Update Existing File System

To update an existing EFS file system created via CloudFormation, add or modify the BackupPolicy property:

BackupPolicy:
Status: ENABLED

Then update the stack:

aws cloudformation update-stack \
--stack-name your-stack-name \
--template-body file://updated-template.yaml \
--region us-east-1
Terraform (optional)

Terraform Configuration

For a new EFS file system with backups enabled:

resource "aws_efs_file_system" "main" {
creation_token = "my-efs-with-backup"
encrypted = true

lifecycle_policy {
transition_to_ia = "AFTER_30_DAYS"
}

tags = {
Name = "my-efs-with-backup"
}
}

resource "aws_efs_backup_policy" "main" {
file_system_id = aws_efs_file_system.main.id

backup_policy {
status = "ENABLED"
}
}

For Existing File Systems

If you have an existing EFS file system in Terraform without a backup policy, add the aws_efs_backup_policy resource:

resource "aws_efs_backup_policy" "existing" {
file_system_id = aws_efs_file_system.existing.id

backup_policy {
status = "ENABLED"
}
}

Apply the Configuration

terraform init
terraform plan
terraform apply

Verification

After enabling backups, verify the change was successful:

  1. In the AWS Console, go to EFS > File systems
  2. Select your file system
  3. Under General, confirm Automatic backups shows Enabled
CLI verification commands

Check the backup policy status:

aws efs describe-backup-policy \
--file-system-id fs-12345678 \
--region us-east-1

Expected output:

{
"BackupPolicy": {
"Status": "ENABLED"
}
}

You can also verify backups are being created by checking AWS Backup:

aws backup list-recovery-points-by-resource \
--resource-arn arn:aws:elasticfilesystem:us-east-1:123456789012:file-system/fs-12345678 \
--region us-east-1

Additional Resources

Notes

  • Backup Schedule: Automatic backups run daily with a default 35-day retention period.
  • Cost: Backups are stored in AWS Backup and incur storage costs based on the amount of data backed up.

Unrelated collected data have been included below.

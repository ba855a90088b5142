//! # dte-envelope — Document Envelope Assembly
//!
//! Batches signed documents into one submission envelope. An envelope holds
//! a single category (full tax documents or simplified receipts), stays
//! within that category's type and count limits, and is sealed exactly once
//! with the sender's signature over `SetDTE`.
//!
//! ```text
//! SignedDocument* ──add()──▶ EnvelopeAssembler ──seal(CoverSheet, Signer)──▶ SealedEnvelope
//! ```

pub mod assembler;
pub mod cover;
pub mod error;
pub mod limits;

pub use assembler::{EnvelopeAssembler, EnvelopeSummary, SealedEnvelope, SubTotal, SET_ID};
pub use cover::CoverSheet;
pub use error::{EnvelopeError, LimitKind};
pub use limits::{EnvelopeLimits, LimitTable};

See AWS Backup pricing for details.
  • Recovery: To restore from a backup, use AWS Backup to create a new EFS file system from a recovery point.
  • Cross-Region: For disaster recovery, consider configuring cross-region backup copies in AWS Backup.
  • Encryption: If your EFS file system is encrypted, backups are automatically encrypted with the same key.